▶ [Problem]: Return each line exactly as written. Begin with the first line of the entries and end with the line that has "statistics, convolution |".

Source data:
//! # Tessera
//!
//! Dense numeric linear algebra in pure Rust.
//!
//! One `use tessera::prelude::*;` gives you matrices and vectors with
//! broadcasting arithmetic, decompositions, statistics, and convolution.
//!
//! ## Feature Flags
//!
//! | Feature | Enables |
//! |---------|---------|
//! | `core` *(default)* | Matrices, decompositions, statistics, convolution |

pub use tessera_core as core;

/// Glob-import convenience: `use tessera::prelude::*;`
pub mod prelude {
    pub use tessera_core::prelude::*;
}
//! Dense two-dimensional matrix with contiguous row-major storage.
//!
//! [`Matrix`] is the container every other module builds on. It owns a flat
//! `Vec<f64>` plus its `m x n` shape, and it is immutable from the outside:
//! every operation returns a freshly allocated value. [`Vector`] (a `1 x n`
//! row) and [`ColumnVector`] (an `n x 1` column) are separate types because
//! they broadcast differently against a matrix.

mod create;
mod display;
mod indexing;
mod reshape;
mod vector;

pub use create::Stack;
pub use vector::{ColumnVector, Vector};

use crate::error::{CoreError, Result};

/// An `m x n` matrix of `f64` values, `m >= 1` and `n >= 1`.
///
/// Two construction modes exist: *validated* ([`Matrix::build`],
/// [`Matrix::from_vec`]) which check shape and elements, and *unchecked*
/// ([`Matrix::quick`], [`Matrix::from_vec_unchecked`]) for producers that
/// already know their output is well-formed.
#[derive(Debug, Clone, PartialEq)]
pub struct Matrix {
    data: Vec<f64>,
    m: usize,
    n: usize,
}

impl Matrix {
    // ------------------------------------------------------------------
    // Construction from raw parts
    // ------------------------------------------------------------------

    /// Build a matrix from nested rows, validating the literal.
    ///
    /// Fails with [`CoreError::InvalidShape`] when there are no rows, a row
    /// is empty, or rows differ in length, and with
    /// [`CoreError::InvalidElement`] when an element is NaN.
    ///
    /// ```
    /// # use tessera_core::Matrix;
    /// let a = Matrix::build(&[[1.0, 2.0], [3.0, 4.0]]).unwrap();
    /// assert_eq!(a.shape(), (2, 2));
    /// assert!(Matrix::build(&[vec![1.0, 2.0], vec![3.0]]).is_err());
    /// ```
    pub fn build<R: AsRef<[f64]>>(rows: &[R]) -> Result<Self> {
        let m = rows.len();
        let n = rows.first().map_or(0, |row| row.as_ref().len());
        if m == 0 || n == 0 {
            return Err(CoreError::InvalidShape {
                shape: vec![m, n],
                reason: "a matrix needs at least one row and one column",
            });
        }

        let mut data = Vec::with_capacity(m * n);
        for (i, row) in rows.iter().enumerate() {
            let row = row.as_ref();
            if row.len() != n {
                return Err(CoreError::InvalidShape {
                    shape: vec![m, row.len()],
                    reason: "all rows must have the same length",
                });
            }
            for (j, &value) in row.iter().enumerate() {
                if value.is_nan() {
                    return Err(CoreError::InvalidElement { row: i, column: j });
                }
            }
            data.extend_from_slice(row);
        }

        Ok(Self { data, m, n })
    }

    /// Build a matrix from nested rows without validation.
    ///
    /// The caller guarantees a non-empty rectangular literal.
    pub fn quick<R: AsRef<[f64]>>(rows: &[R]) -> Self {
        let m = rows.len();
        let n = rows.first().map_or(0, |row| row.as_ref().len());
        debug_assert!(rows.iter().all(|row| row.as_ref().len() == n));
        let data = rows
            .iter()
            .flat_map(|row| row.as_ref().iter().copied())
            .collect();
        Self { data, m, n }
    }

    /// Create a matrix from a flat row-major buffer and a shape.
    ///
    /// Returns an error if `m * n` does not equal `data.len()` or a dimension
    /// is zero.
    pub fn from_vec(data: Vec<f64>, m: usize, n: usize) -> Result<Self> {
        check_dims(m, n)?;
        if m * n != data.len() {
            return Err(CoreError::InvalidShape {
                shape: vec![m, n],
                reason: "shape product does not match data length",
            });
        }
        Ok(Self { data, m, n })
    }

    /// Wrap a trusted row-major buffer without revalidating it.
    #[inline]
    pub fn from_vec_unchecked(data: Vec<f64>, m: usize, n: usize) -> Self {
        debug_assert_eq!(data.len(), m * n);
        Self { data, m, n }
    }

    // ------------------------------------------------------------------
    // Accessors
    // ------------------------------------------------------------------

    /// The shape as `(rows, columns)`.
    #[inline]
    pub fn shape(&self) -> (usize, usize) {
        (self.m, self.n)
    }

    /// The shape rendered as `"m x n"`.
    pub fn shape_string(&self) -> String {
        format!("{} x {}", self.m, self.n)
    }

    /// Number of rows.
    #[inline]
    pub fn m(&self) -> usize {
        self.m
    }

    /// Number of columns.
    #[inline]
    pub fn n(&self) -> usize {
        self.n
    }

    /// Total number of elements.
    #[inline]
    pub fn size(&self) -> usize {
        self.data.len()
    }

    #[inline]
    pub fn is_square(&self) -> bool {
        self.m == self.n
    }

    /// A flat slice of all elements in row-major order.
    #[inline]
    pub fn as_slice(&self) -> &[f64] {
        &self.data
    }

    /// Consume the matrix and return the underlying buffer.
    #[inline]
    pub fn into_vec(self) -> Vec<f64> {
        self.data
    }

    /// Copy the elements out as nested rows.
    pub fn as_array(&self) -> Vec<Vec<f64>> {
        self.data.chunks(self.n).map(<[f64]>::to_vec).collect()
    }

    /// Iterate over the rows as slices.
    pub fn rows(&self) -> impl Iterator<Item = &[f64]> {
        self.data.chunks(self.n)
    }

    // ------------------------------------------------------------------
    // Map / reduce
    // ------------------------------------------------------------------

    /// Apply a function to every element, returning a new matrix.
    pub fn map<F>(&self, f: F) -> Matrix
    where
        F: Fn(f64) -> f64,
    {
        Matrix {
            data: self.data.iter().map(|&x| f(x)).collect(),
            m: self.m,
            n: self.n,
        }
    }

    /// Fold every element in row-major order into an accumulator.
    ///
    /// ```
    /// # use tessera_core::Matrix;
    /// let a = Matrix::build(&[[1.0, 2.0], [3.0, 4.0]]).unwrap();
    /// assert_eq!(a.reduce(|value, carry| carry + value / 2.0, 0.0), 5.0);
    /// ```
    pub fn reduce<F>(&self, f: F, initial: f64) -> f64
    where
        F: Fn(f64, f64) -> f64,
    {
        self.data.iter().fold(initial, |carry, &x| f(x, carry))
    }

    /// Apply a function element-wise to two matrices of the same shape.
    pub(crate) fn zip_map<F>(&self, other: &Matrix, f: F) -> Result<Matrix>
    where
        F: Fn(f64, f64) -> f64,
    {
        if self.shape() != other.shape() {
            return Err(CoreError::DimensionMismatch {
                expected: vec![self.m, self.n],
                got: vec![other.m, other.n],
            });
        }
        let data = self
            .data
            .iter()
            .zip(other.data.iter())
            .map(|(&a, &b)| f(a, b))
            .collect();
        Ok(Matrix::from_vec_unchecked(data, self.m, self.n))
    }

    /// Fail with [`CoreError::NotSquare`] unless the matrix is square.
    pub(crate) fn require_square(&self, operation: &'static str) -> Result<usize> {
        if self.is_square() {
            Ok(self.m)
        } else {
            Err(CoreError::not_square(operation, self.m, self.n))
        }
    }

    /// Largest absolute element.
    pub(crate) fn max_abs(&self) -> f64 {
        self.data.iter().fold(0.0_f64, |acc, &x| acc.max(x.abs()))
    }
}

impl AsRef<[f64]> for Matrix {
    fn as_ref(&self) -> &[f64] {
        &self.data
    }
}

// ======================================================================
// Utility functions
// ======================================================================

/// Reject zero dimensions.
pub(crate) fn check_dims(m: usize, n: usize) -> Result<()> {
    if m == 0 || n == 0 {
        return Err(CoreError::InvalidShape {
            shape: vec![m, n],
            reason: "dimensions must be positive",
        });
    }
    Ok(())
}
//! `tessera-core` — dense linear algebra on `f64` matrices.
//!
//! Provides the [`Matrix`] container with its [`Vector`] / [`ColumnVector`]
//! companions, a broadcasting arithmetic engine, row reduction, LU, Cholesky
//! and eigen decompositions, column statistics, norms, and strided
//! convolution.
//!
//! # Design
//!
//! - **Value semantics**: every operation returns a new container; nothing
//!   is mutated in place.
//! - **Explicit failure**: fallible operations return [`Result`]; each
//!   [`CoreError`] maps onto one of the two [`ErrorKind`]s.
//! - **Pluggable execution**: the heavy operations run on the active
//!   [`Backend`], the pure-Rust [`ReferenceBackend`] unless another one is
//!   installed.
//!
//! ```
//! use tessera_core::prelude::*;
//!
//! let a = Matrix::build(&[[4.0, 2.0], [2.0, 3.0]])?;
//! let b = a.add(&Vector::build(&[1.0, -1.0])?)?;
//! assert_eq!(b.as_slice(), &[5.0, 1.0, 3.0, 2.0]);
//! assert!(a.positive_definite());
//! assert!((a.det()? - 8.0).abs() < 1e-12);
//! # Ok::<(), CoreError>(())
//! ```

pub mod backend;
pub mod config;
mod conv;
pub mod error;
pub mod linalg;
pub mod matrix;
pub mod ops;
mod random;
mod stats;

// Re-export key types at crate root for convenience.
pub use backend::{Backend, ReferenceBackend};
pub use config::Config;
pub use error::{CoreError, ErrorKind, Result};
pub use linalg::{Cholesky, Eigen, Lu, Ref, Rref};
pub use matrix::{ColumnVector, Matrix, Stack, Vector};
pub use ops::{BinaryOp, Operand};

/// Items intended for glob-import: `use tessera_core::prelude::*;`
pub mod prelude {
    pub use crate::config::Config;
    pub use crate::error::{CoreError, ErrorKind, Result};
    pub use crate::linalg::{Cholesky, Eigen, Lu, Ref, Rref};
    pub use crate::matrix::{ColumnVector, Matrix, Vector};
    pub use crate::ops::BinaryOp;
}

▶ [Result of this exercise]:
//! # Tessera
//!
//! Dense numeric linear algebra in pure Rust.
//!
//! One `use tessera::prelude::*;` gives you matrices and vectors with
//! broadcasting arithmetic, decompositions, statistics, and convolution.
//!
//! ## Feature Flags
//!
//! | Feature | Enables |
//! |---------|---------|
//! | `core` *(default)* | Matrices, decompositions, statistics, convolution |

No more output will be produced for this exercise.